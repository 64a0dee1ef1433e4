//! Options for a scan.
//!
//! The [`ScanOptions`] struct is not constructable, use [`ScanOptionsBuilder`] or
//! [`ScanOptions::default()`].
//!
//! # Examples
//!
//! ```
//! # use artifact_scanner::config::ScanOptionsBuilder;
//! let options = ScanOptionsBuilder::default()
//!     .excludes(vec!["**/*.tmp".to_string()])
//!     .follow_links(true)
//!     .build()
//!     .expect("mission failed");
//!
//! assert!(options.case_sensitive);
//! ```

use crate::error::Error;
use crate::pattern::split_patterns;

/// How a directory tree is walked and matched.
#[derive(Builder, Clone, Debug)]
#[builder(setter(into))]
#[builder(build_fn(validate = "Self::validate"))]
#[non_exhaustive]
pub struct ScanOptions {
    /// Match patterns case-sensitively.
    #[builder(default = "true")]
    pub case_sensitive: bool,
    /// Descend into symlinked directories. Symlinked files are always candidates.
    #[builder(default)]
    pub follow_links: bool,
    /// Exclude specifications, same syntax as the include specification.
    /// Files matching any of them are never returned.
    #[builder(default)]
    pub excludes: Vec<String>,
}

impl Default for ScanOptions {
    fn default() -> Self {
        Self {
            case_sensitive: true,
            follow_links: false,
            excludes: Vec::new(),
        }
    }
}

impl ScanOptionsBuilder {
    fn validate(&self) -> Result<(), String> {
        if let Some(excludes) = &self.excludes {
            if let Some(empty) = excludes
                .iter()
                .find(|spec| split_patterns(spec).next().is_none())
            {
                return Err(format!("exclude {:?} contains no pattern", empty));
            }
        }

        Ok(())
    }

    /// Like [`build`](Self::build), with the crate's error type.
    pub fn finish(&self) -> Result<ScanOptions, Error> {
        self.build().map_err(Error::Options)
    }
}
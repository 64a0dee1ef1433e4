//! Ant-style pattern compilation.
//!
//! A pattern specification is a comma-separated list of patterns. Each pattern is compiled
//! into one or more globs over `/`-separated paths relative to the scan root:
//!
//! - `*` and `?` never cross a `/`, while `**` as a whole segment spans any number of segments;
//! - a path with no wildcard (`out`, `out/dir-a`, `test.bin`) matches itself and anything
//!   beneath it;
//! - a trailing `/` (`out/`, `out/*/`) matches anything beneath, and like Ant's `**` also
//!   the path itself.
//!
//! Patterns are always relative to the root: `\` is read as `/`, and leading `/`, `./`
//! and doubled separators are dropped.

use std::{fmt, slice};

use globset::{Glob, GlobBuilder, GlobSet, GlobSetBuilder};

use crate::error::{Error, Result};

const DELIMITER: char = ',';
const WILDCARDS: &[char] = &['*', '?', '[', '{'];

/// Splits a pattern specification into its trimmed, non-empty patterns.
pub fn split_patterns(spec: &str) -> impl Iterator<Item = &str> {
    spec.split(DELIMITER)
        .map(str::trim)
        .filter(|pattern| !pattern.is_empty())
}

/// How a pattern was read.
#[derive(Clone, Copy, Debug, PartialEq, Eq)]
pub enum PatternKind {
    /// No wildcards: the path itself, or anything under it if it is a directory.
    Literal,
    /// Trailing separator: the matched paths and anything under them.
    Directory,
    /// Contains wildcards and is matched as written.
    Glob,
}

/// A single compiled pattern.
#[derive(Clone, Debug)]
pub struct Pattern {
    source: String,
    kind: PatternKind,
    globs: Vec<String>,
    set: GlobSet,
}

impl Pattern {
    pub fn new(raw: &str, case_sensitive: bool) -> Result<Self> {
        let source = raw.trim().to_string();
        let unified = source.replace('\\', "/");
        let body = unified
            .split('/')
            .filter(|segment| !segment.is_empty() && *segment != ".")
            .collect::<Vec<_>>()
            .join("/");

        // "." and "./" name the root itself
        let kind = if unified.ends_with('/') || (body.is_empty() && !unified.is_empty()) {
            PatternKind::Directory
        } else if body.contains(WILDCARDS) {
            PatternKind::Glob
        } else {
            PatternKind::Literal
        };

        let globs = match kind {
            PatternKind::Directory if body.is_empty() || body == "**" || body.ends_with("/**") => {
                vec![descend(&body)]
            }
            // `**` also spans zero trailing segments, so `out/` still selects a file named `out`
            PatternKind::Directory => vec![body.clone(), descend(&body)],
            PatternKind::Literal if body.is_empty() => Vec::new(),
            PatternKind::Literal => vec![body.clone(), format!("{}/**", body)],
            PatternKind::Glob => vec![body],
        };

        let mut builder = GlobSetBuilder::new();
        for glob in &globs {
            builder.add(compile(&source, glob, case_sensitive)?);
        }

        let set = builder.build().map_err(|err| Error::Pattern {
            pattern: source.clone(),
            err,
        })?;

        Ok(Self {
            source,
            kind,
            globs,
            set,
        })
    }

    /// The pattern as it was written, minus surrounding whitespace.
    pub fn source(&self) -> &str {
        &self.source
    }

    pub const fn kind(&self) -> PatternKind {
        self.kind
    }

    /// The globs this pattern was expanded into.
    pub fn globs(&self) -> &[String] {
        &self.globs
    }

    /// Tests a root-relative, `/`-separated path.
    pub fn is_match(&self, path: &str) -> bool {
        self.set.is_match(path)
    }
}

impl fmt::Display for Pattern {
    fn fmt(&self, f: &mut fmt::Formatter<'_>) -> fmt::Result {
        f.write_str(&self.source)
    }
}

fn descend(body: &str) -> String {
    if body.is_empty() {
        "**".into()
    } else if body == "**" || body.ends_with("/**") {
        body.into()
    } else {
        format!("{}/**", body)
    }
}

fn compile(source: &str, glob: &str, case_sensitive: bool) -> Result<Glob> {
    GlobBuilder::new(glob)
        .literal_separator(true)
        .case_insensitive(!case_sensitive)
        .build()
        .map_err(|err| Error::Pattern {
            pattern: source.into(),
            err,
        })
}

/// An ordered set of patterns, any of which may select a path.
#[derive(Clone, Debug, Default)]
pub struct PatternSet {
    patterns: Vec<Pattern>,
}

impl PatternSet {
    /// Compiles every pattern of a comma-separated specification.
    ///
    /// The first invalid pattern fails the whole set.
    pub fn compile(spec: &str, case_sensitive: bool) -> Result<Self> {
        Self::from_patterns(split_patterns(spec), case_sensitive)
    }

    pub fn from_patterns<I, S>(patterns: I, case_sensitive: bool) -> Result<Self>
    where
        I: IntoIterator<Item = S>,
        S: AsRef<str>,
    {
        let patterns = patterns
            .into_iter()
            .map(|pattern| Pattern::new(pattern.as_ref(), case_sensitive))
            .collect::<Result<Vec<_>>>()?;

        for pattern in &patterns {
            debug!(
                "Compiled pattern '{}' ({:?}) as {:?}",
                pattern.source, pattern.kind, pattern.globs
            );
        }

        Ok(Self { patterns })
    }

    /// Returns the first pattern that selects the path.
    pub fn matching(&self, path: &str) -> Option<&Pattern> {
        self.patterns.iter().find(|pattern| pattern.is_match(path))
    }

    pub fn is_match(&self, path: &str) -> bool {
        self.matching(path).is_some()
    }

    pub fn len(&self) -> usize {
        self.patterns.len()
    }

    pub fn is_empty(&self) -> bool {
        self.patterns.is_empty()
    }

    pub fn iter(&self) -> slice::Iter<'_, Pattern> {
        self.patterns.iter()
    }
}

impl<'a> IntoIterator for &'a PatternSet {
    type Item = &'a Pattern;
    type IntoIter = slice::Iter<'a, Pattern>;

    fn into_iter(self) -> Self::IntoIter {
        self.iter()
    }
}
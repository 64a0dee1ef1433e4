#![allow(dead_code)]

use std::{
    fs,
    path::{Path, PathBuf},
};

use artifact_scanner::MatchedFile;
use tempfile::TempDir;

/// A throwaway directory tree to scan.
pub struct Tree {
    dir: TempDir,
}

impl Tree {
    pub fn new() -> Self {
        Self {
            dir: tempfile::tempdir().unwrap(),
        }
    }

    pub fn root(&self) -> &Path {
        self.dir.path()
    }

    /// Creates an empty file and any missing parents, returning its relative path.
    pub fn file(&self, relative: &str) -> String {
        let path = self.root().join(relative);
        fs::create_dir_all(path.parent().unwrap()).unwrap();
        fs::write(&path, b"").unwrap();
        relative.to_string()
    }

    pub fn dir(&self, relative: &str) -> PathBuf {
        let path = self.root().join(relative);
        fs::create_dir_all(&path).unwrap();
        path
    }

    /// The nested `out/` layout used across the scanner tests.
    pub fn nested_out(&self) -> Vec<String> {
        vec![
            self.file("out/test.bin"),
            self.file("out/dir-a/test-a.bin"),
            self.file("out/dir-a/dir-b/test-b1.bin"),
            self.file("out/dir-a/dir-b/test-b2.bin"),
            self.file("out/dir-a/dir-b/dir-c/test-c.bin"),
        ]
    }
}

pub fn relatives(files: &[MatchedFile]) -> Vec<&str> {
    files.iter().map(MatchedFile::relative_path).collect()
}

pub fn sorted(mut paths: Vec<String>) -> Vec<String> {
    paths.sort();
    paths
}
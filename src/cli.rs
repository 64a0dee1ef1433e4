use std::{ffi::OsString, path::PathBuf};

use clap::{App, Arg, ArgMatches};

#[derive(Debug)]
pub struct Args {
    pub root: PathBuf,
    pub patterns: String,
    pub excludes: Vec<String>,
    pub ignore_case: bool,
    pub follow_links: bool,
    pub absolute: bool,
    pub print0: bool,
    pub verbosity: u64,
}

fn app() -> App<'static, 'static> {
    App::new("artifact-scanner")
        .version(crate_version!())
        .about("List the files an artifact pattern specification selects")
        .arg(Arg::with_name("pattern")
                 .help("Ant-style patterns, each may be a comma-separated list (out/,**/*.bin)")
                 .multiple(true)
                 .required(true))
        .arg(Arg::with_name("root")
                 .help("Directory the patterns are relative to [default: .]")
                 .short("r")
                 .long("root")
                 .takes_value(true)
                 .value_name("dir"))
        .arg(Arg::with_name("exclude")
                 .help("Never list files matching the pattern")
                 .short("x")
                 .long("exclude")
                 .number_of_values(1)
                 .multiple(true)
                 .takes_value(true)
                 .value_name("pattern"))
        .arg(Arg::with_name("ignore-case")
                 .help("Match patterns case-insensitively")
                 .short("i")
                 .long("ignore-case"))
        .arg(Arg::with_name("follow-links")
                 .help("Descend into symlinked directories")
                 .short("L")
                 .long("follow-links"))
        .arg(Arg::with_name("absolute")
                 .help("Print paths on disk instead of paths relative to the root")
                 .short("a")
                 .long("absolute"))
        .arg(Arg::with_name("print0")
                 .help("Separate output paths with NUL instead of newlines")
                 .short("0")
                 .long("print0"))
        .arg(Arg::with_name("verbose")
                 .help("Print diagnostic messages to stderr, repeat for more")
                 .short("v")
                 .long("verbose")
                 .multiple(true))
}

pub fn get_args() -> Args {
    app().get_matches().into()
}

/// Parses arguments from an explicit list, the first being the program name.
pub fn get_args_from<I, T>(itr: I) -> clap::Result<Args>
where
    I: IntoIterator<Item = T>,
    T: Into<OsString> + Clone,
{
    app().get_matches_from_safe(itr).map(Args::from)
}

impl<'a> From<ArgMatches<'a>> for Args {
    fn from(args: ArgMatches<'a>) -> Self {
        let patterns = args
            .values_of("pattern")
            .map(|values| values.collect::<Vec<_>>().join(","))
            .unwrap_or_default();
        let excludes = args
            .values_of("exclude")
            .map(|values| values.map(String::from).collect())
            .unwrap_or_default();

        Self {
            root: args.value_of_os("root").map_or_else(|| PathBuf::from("."), PathBuf::from),
            patterns,
            excludes,
            ignore_case: args.is_present("ignore-case"),
            follow_links: args.is_present("follow-links"),
            absolute: args.is_present("absolute"),
            print0: args.is_present("print0"),
            verbosity: args.occurrences_of("verbose"),
        }
    }
}
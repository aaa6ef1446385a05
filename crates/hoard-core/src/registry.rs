//! Service registry
//!
//! A service is the persistent identity of a source adapter: the row its
//! posts, files and subscriptions hang off, plus its stored configuration and
//! the adapter version whose migrations last ran.

use crate::db::{services, Session};
use crate::models::Service;
use hoard_common::{HoardError, Result};
use tracing::instrument;

/// Get or create the service called `name`
///
/// An existing service is returned unchanged. A new one is created at
/// version 0 with an empty configuration and flushed, so its id is usable
/// straight away. Nothing is committed.
///
/// Names are matched exactly. A blank name, or one with leading or trailing
/// whitespace, is rejected with [`HoardError::Validation`] rather than
/// trimmed, so `" pixiv"` never aliases `"pixiv"`.
#[instrument(skip(session))]
pub async fn register_service(session: &mut Session, name: &str) -> Result<Service> {
    validate_name(name)?;
    services::get_or_create(session.conn().await?, name).await
}

/// Look up a service without creating it
pub async fn get_service(session: &mut Session, name: &str) -> Result<Option<Service>> {
    services::get_by_name(session.conn().await?, name).await
}

pub async fn list_services(session: &mut Session) -> Result<Vec<Service>> {
    services::list(session.conn().await?).await
}

fn validate_name(name: &str) -> Result<()> {
    if name.trim().is_empty() {
        return Err(HoardError::Validation("Service name is required".to_string()));
    }

    if name.trim() != name {
        return Err(HoardError::Validation(format!(
            "Service name cannot have surrounding whitespace: '{}'",
            name
        )));
    }

    Ok(())
}
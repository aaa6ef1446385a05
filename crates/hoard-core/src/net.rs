//! HTTP download helper for adapters

use futures::StreamExt;
use hoard_common::mime::ext_from_path;
use hoard_common::{HoardError, Result};
use tempfile::TempPath;
use tokio::io::AsyncWriteExt;
use tracing::{debug, instrument};
use url::Url;

/// Download `url` into a temporary file
///
/// The file keeps the URL's filename suffixes (`.../a.tar.gz` gives a
/// `.tar.gz` temp file) so extension detection on import still works. It is
/// deleted when the returned path is dropped, unless it was moved away first.
#[instrument(skip(client))]
pub async fn download_to_temp(client: &reqwest::Client, url: &str) -> Result<TempPath> {
    let parsed = Url::parse(url)
        .map_err(|e| HoardError::Validation(format!("invalid url '{}': {}", url, e)))?;

    let response = client.get(parsed.clone()).send().await?;
    if !response.status().is_success() {
        return Err(HoardError::Network(format!(
            "Failed to download {}: {}",
            url,
            response.status()
        )));
    }

    let ext = ext_from_path(parsed.path());
    let suffix = if ext.is_empty() {
        String::new()
    } else {
        format!(".{}", ext)
    };

    let (file, temp_path) = tempfile::Builder::new()
        .prefix("hoard-")
        .suffix(&suffix)
        .tempfile()?
        .into_parts();
    let mut file = tokio::fs::File::from_std(file);

    let mut downloaded = 0u64;
    let mut stream = response.bytes_stream();
    while let Some(chunk) = stream.next().await {
        let chunk = chunk?;
        file.write_all(&chunk).await?;
        downloaded += chunk.len() as u64;
    }
    file.flush().await?;

    debug!(bytes = downloaded, path = %temp_path.display(), "Downloaded");

    Ok(temp_path)
}

#[cfg(test)]
#[allow(clippy::unwrap_used, clippy::expect_used)]
mod tests {
    use super::*;
    use wiremock::matchers::{method, path};
    use wiremock::{Mock, MockServer, ResponseTemplate};

    #[tokio::test]
    async fn test_download_keeps_suffixes() {
        let server = MockServer::start().await;
        Mock::given(method("GET"))
            .and(path("/media/12/original.tar.gz"))
            .respond_with(ResponseTemplate::new(200).set_body_bytes(b"archive-bytes".to_vec()))
            .mount(&server)
            .await;

        let client = reqwest::Client::new();
        let url = format!("{}/media/12/original.tar.gz", server.uri());
        let temp = download_to_temp(&client, &url).await.unwrap();

        assert_eq!(std::fs::read(&temp).unwrap(), b"archive-bytes");
        assert_eq!(ext_from_path(&temp), "tar.gz");
    }

    #[tokio::test]
    async fn test_download_without_extension() {
        let server = MockServer::start().await;
        Mock::given(method("GET"))
            .and(path("/thumb"))
            .respond_with(ResponseTemplate::new(200).set_body_bytes(b"jpeg".to_vec()))
            .mount(&server)
            .await;

        let client = reqwest::Client::new();
        let temp = download_to_temp(&client, &format!("{}/thumb", server.uri()))
            .await
            .unwrap();

        assert_eq!(std::fs::read(&temp).unwrap(), b"jpeg");
    }

    #[tokio::test]
    async fn test_download_large_body_in_many_chunks() {
        let body: Vec<u8> = (0..256 * 1024).map(|i| (i % 251) as u8).collect();
        let server = MockServer::start().await;
        Mock::given(method("GET"))
            .and(path("/big.bin"))
            .respond_with(ResponseTemplate::new(200).set_body_bytes(body.clone()))
            .mount(&server)
            .await;

        let client = reqwest::Client::new();
        let temp = download_to_temp(&client, &format!("{}/big.bin", server.uri()))
            .await
            .unwrap();

        let written = tokio::fs::read(&temp).await.unwrap();
        assert_eq!(written.len(), body.len());
        assert_eq!(written, body);
    }

    #[tokio::test]
    async fn test_download_error_status() {
        let server = MockServer::start().await;
        Mock::given(method("GET"))
            .respond_with(ResponseTemplate::new(404))
            .mount(&server)
            .await;

        let client = reqwest::Client::new();
        let result = download_to_temp(&client, &format!("{}/gone.png", server.uri())).await;

        match result {
            Err(HoardError::Network(message)) => assert!(message.contains("404")),
            other => panic!("expected network error, got {:?}", other.map(|p| p.to_path_buf())),
        }
    }

    #[tokio::test]
    async fn test_invalid_url() {
        let client = reqwest::Client::new();
        let result = download_to_temp(&client, "not a url").await;
        assert!(matches!(result, Err(HoardError::Validation(_))));
    }
}
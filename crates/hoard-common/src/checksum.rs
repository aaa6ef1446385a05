//! Content hashes for imported originals

use crate::error::{HoardError, Result};
use serde::{Deserialize, Serialize};
use sha2::{Digest, Sha256};
use std::io::Read;
use std::path::Path;

/// Checksum algorithm used for `File.hash`
///
/// Existing archives are hashed with MD5, so that stays the default.
#[derive(Debug, Clone, Copy, PartialEq, Eq, Serialize, Deserialize, Default)]
#[serde(rename_all = "lowercase")]
pub enum ChecksumAlgorithm {
    #[default]
    Md5,
    Sha256,
}

impl std::fmt::Display for ChecksumAlgorithm {
    fn fmt(&self, f: &mut std::fmt::Formatter<'_>) -> std::fmt::Result {
        match self {
            ChecksumAlgorithm::Md5 => write!(f, "md5"),
            ChecksumAlgorithm::Sha256 => write!(f, "sha256"),
        }
    }
}

impl std::str::FromStr for ChecksumAlgorithm {
    type Err = HoardError;

    fn from_str(s: &str) -> std::result::Result<Self, Self::Err> {
        match s.to_lowercase().as_str() {
            "md5" => Ok(ChecksumAlgorithm::Md5),
            "sha256" | "sha-256" => Ok(ChecksumAlgorithm::Sha256),
            _ => Err(HoardError::config(format!("Invalid hash algorithm: {}", s))),
        }
    }
}

/// Compute checksum for a file
pub fn compute_file_checksum(
    path: impl AsRef<Path>,
    algorithm: ChecksumAlgorithm,
) -> Result<String> {
    let mut file = std::fs::File::open(path)?;
    compute_checksum(&mut file, algorithm)
}

/// Compute checksum for any readable source
pub fn compute_checksum<R: Read>(reader: &mut R, algorithm: ChecksumAlgorithm) -> Result<String> {
    let mut buffer = [0u8; 8192];

    match algorithm {
        ChecksumAlgorithm::Md5 => {
            let mut context = md5::Context::new();

            loop {
                let bytes_read = reader.read(&mut buffer)?;
                if bytes_read == 0 {
                    break;
                }
                context.consume(&buffer[..bytes_read]);
            }

            Ok(format!("{:x}", context.compute()))
        },
        ChecksumAlgorithm::Sha256 => {
            let mut hasher = Sha256::new();

            loop {
                let bytes_read = reader.read(&mut buffer)?;
                if bytes_read == 0 {
                    break;
                }
                hasher.update(&buffer[..bytes_read]);
            }

            Ok(hex::encode(hasher.finalize()))
        },
    }
}
//! Error types for hoard

use std::path::PathBuf;
use thiserror::Error;

/// Result type alias for hoard operations
pub type Result<T> = std::result::Result<T, HoardError>;

/// Main error type for hoard
#[derive(Error, Debug)]
pub enum HoardError {
    #[error("IO error: {0}")]
    Io(#[from] std::io::Error),

    #[error("Serialization error: {0}")]
    Serialization(#[from] serde_json::Error),

    #[error("Database error: {0}")]
    Database(String),

    #[error("Configuration error: {0}")]
    Config(String),

    #[error("Network error: {0}")]
    Network(String),

    #[error("Validation error: {0}")]
    Validation(String),

    /// The plugin variant does not implement the requested operation.
    #[error("Plugin '{plugin}' does not support {operation}")]
    Unsupported {
        plugin: String,
        operation: &'static str,
    },

    /// Upstream unreachable or returned data that could not be parsed.
    #[error("Fetch failed for '{plugin}': {message}")]
    Fetch { plugin: String, message: String },

    /// One or more artifacts of a file import could not be transferred.
    ///
    /// Artifacts that did transfer keep their presence flag set.
    #[error("Import of file {file_id} failed: {}", format_failures(.failures))]
    Import {
        file_id: i64,
        failures: Vec<ImportFailure>,
    },

    #[error("File has no assigned id; flush it to the store before importing")]
    UnassignedId,

    #[error("Storage layout mismatch: archive uses slot size {stored}, configuration has {configured}")]
    LayoutMismatch { stored: i64, configured: i64 },

    #[error("Invalid post: {0}")]
    InvalidPost(String),

    #[error("{entity} not found: {key}")]
    NotFound { entity: &'static str, key: String },
}

/// A single failed artifact transfer during an import.
#[derive(Debug)]
pub struct ImportFailure {
    pub artifact: Artifact,
    pub path: PathBuf,
    pub source: std::io::Error,
}

/// Which half of a file record an import touched.
#[derive(Debug, Clone, Copy, PartialEq, Eq)]
pub enum Artifact {
    Original,
    Thumbnail,
}

impl std::fmt::Display for Artifact {
    fn fmt(&self, f: &mut std::fmt::Formatter<'_>) -> std::fmt::Result {
        match self {
            Artifact::Original => write!(f, "original"),
            Artifact::Thumbnail => write!(f, "thumbnail"),
        }
    }
}

#[cfg(feature = "database")]
impl From<sqlx::Error> for HoardError {
    fn from(err: sqlx::Error) -> Self {
        HoardError::Database(err.to_string())
    }
}

#[cfg(feature = "database")]
impl From<sqlx::migrate::MigrateError> for HoardError {
    fn from(err: sqlx::migrate::MigrateError) -> Self {
        HoardError::Database(format!("migration failed: {}", err))
    }
}

#[cfg(feature = "http")]
impl From<reqwest::Error> for HoardError {
    fn from(err: reqwest::Error) -> Self {
        HoardError::Network(err.to_string())
    }
}

fn format_failures(failures: &[ImportFailure]) -> String {
    failures
        .iter()
        .map(|f| format!("{} from {}: {}", f.artifact, f.path.display(), f.source))
        .collect::<Vec<_>>()
        .join("; ")
}

impl HoardError {
    /// Create a configuration error
    pub fn config(msg: impl Into<String>) -> Self {
        Self::Config(msg.into())
    }

    /// Create a transient fetch error
    pub fn fetch(plugin: impl Into<String>, message: impl Into<String>) -> Self {
        Self::Fetch {
            plugin: plugin.into(),
            message: message.into(),
        }
    }

    /// Create a capability error
    pub fn unsupported(plugin: impl Into<String>, operation: &'static str) -> Self {
        Self::Unsupported {
            plugin: plugin.into(),
            operation,
        }
    }

    /// Create a not found error
    pub fn not_found(entity: &'static str, key: impl Into<String>) -> Self {
        Self::NotFound {
            entity,
            key: key.into(),
        }
    }

    /// Whether retrying the same call later may succeed.
    pub fn is_transient(&self) -> bool {
        matches!(self, HoardError::Fetch { .. } | HoardError::Network(_))
    }
}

## [What the exercise asks]
In the listing above, find the line with "Match patterns case-sensitively." and the line with "fn validate(&self) ->", then reproduce both and every line between them exactly.

## [Finished task]
    /// Match patterns case-sensitively.
    #[builder(default = "true")]
    pub case_sensitive: bool,
    /// Descend into symlinked directories. Symlinked files are always candidates.
    #[builder(default)]
    pub follow_links: bool,
    /// Exclude specifications, same syntax as the include specification.
    /// Files matching any of them are never returned.
    #[builder(default)]
    pub excludes: Vec<String>,
}

impl Default for ScanOptions {
    fn default() -> Self {
        Self {
            case_sensitive: true,
            follow_links: false,
            excludes: Vec::new(),
        }
    }
}

impl ScanOptionsBuilder {
    fn validate(&self) -> Result<(), String> {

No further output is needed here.